Schule im Aufbruch: Bewegung für Transformation
Potentialentfaltung und nachhaltige Entwicklung sind Basiselemente der „Schule im Aufbruch“, eine Initiative der Evangelischen Schule Berlin. Das Meistern realer Herausforderungen, der Umgang mit Risiko & Scheitern, das Tragen von Verantwortung und aktives Gestalten stehen vor stumpfem Auswendiglernen. Schule im Aufbruch sieht sich als Bewegung für Transformation und ruft Schulträger, Lehrkräfte und Unterstützer dazu auf, das Konzept zu verbreiten und das wachsende Netzwerk zu etablieren. Nach dem Prinzip „Hilfe zur Selbsthilfe“ werden Schulen angeleitet, die Lernphilosophien vor Ort zu integrieren und auszubauen. Ein Big Bang ist gar nicht gewollt: entscheidender ist eine Transformation der Lernkultur, die den Schulen einen eigenen Weg der Umsetzung ermöglicht und ihre individuellen Stärken erhält.
Designathon Works: Design Thinking & Maker Education
Gegründet in den Niederlanden und aktuell in 25 Ländern vertreten, ersetzt Designathon Works kein vollständiges Bildungsprogramm, aber hat den Anspruch, von der OECD ausgerufene Schlüsselkompetenzen und Charaktereigenschaften zu fördern. Eine Gruppe von Kindern wirkt an einem Workshop mit Fokus auf Sozialem bzw. Umweltschutz mit – angelehnt an eines der 17 Global Goals der UN. Die Kinder werden an „Design Thinking“ und „Maker Education“ herangeführt, welche insb. auf methodischem Vorgehen zu Problemverständnis, Ideengenerierung, prototypische Umsetzung und kontinuierlicher Verbesserung beruhen. Schöner Seiteneffekt: das Fördern von Neugier, Spieltrieb und aktivem Handeln. Immer mit dabei ein Set von Mini-Motoren und Sensoren, damit Technologie im Zeitalter von Digitalisierung, KI, Automatisierung und Robotik nicht zu kurz kommt. Besonders gut: es gibt Kurse für Lehrer, um das Konzept und die Workshops in ihre Schulen weitertragen können.

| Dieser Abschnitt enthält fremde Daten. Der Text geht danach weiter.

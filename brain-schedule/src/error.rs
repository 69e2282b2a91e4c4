//! Schedule manager error taxonomy.

use thiserror::Error;

/// Errors from schedule-manager operations.
#[non_exhaustive]
#[derive(Debug, Error)]
pub enum ScheduleError {
    /// The relational store failed.
    #[error("store error: {0}")]
    Store(#[from] brain_store::StoreError),

    /// Dispatching the triggered job failed.
    #[error("dispatch error: {0}")]
    Dispatch(#[from] brain_dispatch::DispatchError),

    /// The cron expression failed semantic parsing (beyond the 5-field
    /// grammar `brain-store` already checked).
    #[error("invalid cron expression: {0}")]
    InvalidCron(String),

    /// `trigger`/`update`/`delete` referenced a schedule that doesn't exist.
    #[error("unknown schedule: {0}")]
    UnknownSchedule(String),

    /// `trigger` was called on a disabled schedule.
    #[error("schedule {0} is disabled")]
    Disabled(String),

    /// The job type stored on the row isn't one `brain-schedule` knows how
    /// to translate into a dispatch envelope.
    #[error("unsupported job type for schedule {0}")]
    UnsupportedJobType(String),
}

Quest 2 Learn: Gamification
Ist Ihnen Gamification geläufig? Den Schülern der „Quest 2 Learn“ Schule (Q2L) in New York schon. Ab der 6. Klasse wird spielerisch gelernt, aber mit Methode. Studien zeigen, dass beim gemeinsamen Spiel Kollaboration, Interaktion und Versuchskultur gefördert werden. Menschen machen ungewöhnlich starke Lernerfahrungen, wenn sie auf Basis von Geschichten oder Rollenspielen ihre Kompetenzen erweitern – solange sie herausgefordert werden, komplexen Zusammenhängen auf den Grund gehen können und nach Fehlern weitermachen dürfen. Q2L setzt kuratierte Programme ein, die je nach Altersstufe unterschiedliche Befähigungen (fachlich wie sozial) herausarbeiten. So lernen die Schüler z. B. etwas über Biologie und Genetik, indem man sie zu Mitarbeitern eines Unternehmens macht, das Dinosaurier klont.
Zurück in der Digitalwerkstatt. Der 7-jährige Luis (Name geändert) rennt auf den Erfrischungsstand zu. Damit er für eine Apfelschorle und zwei Birnenspalten beide Hände frei hat, klemmt er sich das Kinder-Tablet unter die rechte Achsel. Einen Moment später ist er schon wieder bei den anderen Kindern. Bloß nichts verpassen im Programmierkurs.